Impaired epithelial Na(+) channels activity contributes to cystogenesis and development of autosomal recessive polycystic kidney disease in PCK rats

BACKGROUND: Autosomal recessive polycystic kidney disease (ARPKD) is a genetic disorder characterized by the development of renal cysts of the tubular epithelial cell origin. Epithelial Na(+) channel (ENaC) is responsible for sodium reabsorption in the aldosterone-sensitive distal nephron. Here we investigated the ENaC expression and activity in cystic tissue taken from rats with ARPKD. METHODS: PCK rats were treated with the selective ENaC inhibitor benzamil given in the drinking water, and after 4 or 12 weeks the severity of morphological malformations in the kidneys was assessed. ENaC and AQP2 expression and ENaC activity were tested with immunohistochemistry and patch clamp electrophysiology, respectively.
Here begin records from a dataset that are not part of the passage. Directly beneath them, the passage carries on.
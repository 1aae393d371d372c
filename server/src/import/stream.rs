use chess::pgn::{RawRecord, RecordSplitter};
use tokio::io::{AsyncBufRead, AsyncBufReadExt};
use tokio_stream::Stream;

/// Split an async byte stream into raw PGN records, reading one line at a
/// time. An I/O error is yielded once and ends the stream.
pub fn pgn_records<R>(mut reader: R) -> impl Stream<Item = std::io::Result<RawRecord>>
where
    R: AsyncBufRead + Unpin,
{
    async_stream::stream! {
        let mut splitter = RecordSplitter::new();
        let mut line = Vec::with_capacity(256);
        loop {
            line.clear();
            match reader.read_until(b'\n', &mut line).await {
                Ok(0) => {
                    if let Some(record) = splitter.finish() {
                        yield Ok(record);
                    }
                    break;
                }
                Ok(_) => {
                    if let Some(record) = splitter.push_line(&line) {
                        yield Ok(record);
                    }
                }
                Err(e) => {
                    yield Err(e);
                    break;
                }
            }
        }
    }
}

#[cfg(test)]
mod tests {
    use super::*;
    use std::io;
    use std::pin::Pin;
    use std::task::{Context, Poll};
    use tokio::io::{AsyncRead, AsyncReadExt, BufReader, ReadBuf};
    use tokio_stream::StreamExt;

    struct Broken;

    impl AsyncRead for Broken {
        fn poll_read(
            self: Pin<&mut Self>,
            _cx: &mut Context<'_>,
            _buf: &mut ReadBuf<'_>,
        ) -> Poll<io::Result<()>> {
            Poll::Ready(Err(io::Error::new(io::ErrorKind::ConnectionReset, "gone")))
        }
    }

    #[tokio::test]
    async fn test_records_are_yielded_lazily() {
        let archive = b"[White \"A\"]\n[Black \"B\"]\n\n1. e4 e5 1-0\n\n[White \"C\"]\n[Black \"D\"]\n\n1. d4 *\n";
        let records: Vec<_> = pgn_records(&archive[..]).collect().await;
        assert_eq!(records.len(), 2);

        let first = records[0].as_ref().unwrap();
        assert_eq!(first.index, 0);
        assert_eq!(first.offset, 0);
        let second = records[1].as_ref().unwrap();
        assert_eq!(second.index, 1);
        assert_eq!(second.parse().unwrap().white(), Some("C"));
    }

    #[tokio::test]
    async fn test_read_error_ends_stream() {
        let head: &[u8] = b"[White \"A\"]\n[Black \"B\"]\n\n1. e4 e5 1-0\n\n[White \"C\"]\n";
        let reader = BufReader::new(head.chain(Broken));
        let records: Vec<_> = pgn_records(reader).collect().await;

        assert_eq!(records.len(), 2);
        assert!(records[0].is_ok());
        assert_eq!(
            records[1].as_ref().unwrap_err().kind(),
            io::ErrorKind::ConnectionReset
        );
    }
}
RESULTS: Treatment with benzamil exacerbated development of cysts compared to the vehicle-treated animals. In contrast, the 12 weeks treatment with a loop diuretic furosemide had no effect on cystogenesis. Single channel patch clamp analysis revealed that ENaC activity in the freshly isolated cystic epithelium was significantly lower than in the non-cystic collecting ducts isolated from PCK or normal Sprague-Dawley rats. Immunohistochemical analysis confirmed that β-ENaC and AQP2 expressions in cysts are decreased compared to non-dilated tubules from PCK rat kidneys. CONCLUSION: We demonstrated that cystic epithelium exhibits low ENaC activity and this phenomenon can contribute to cyst progression.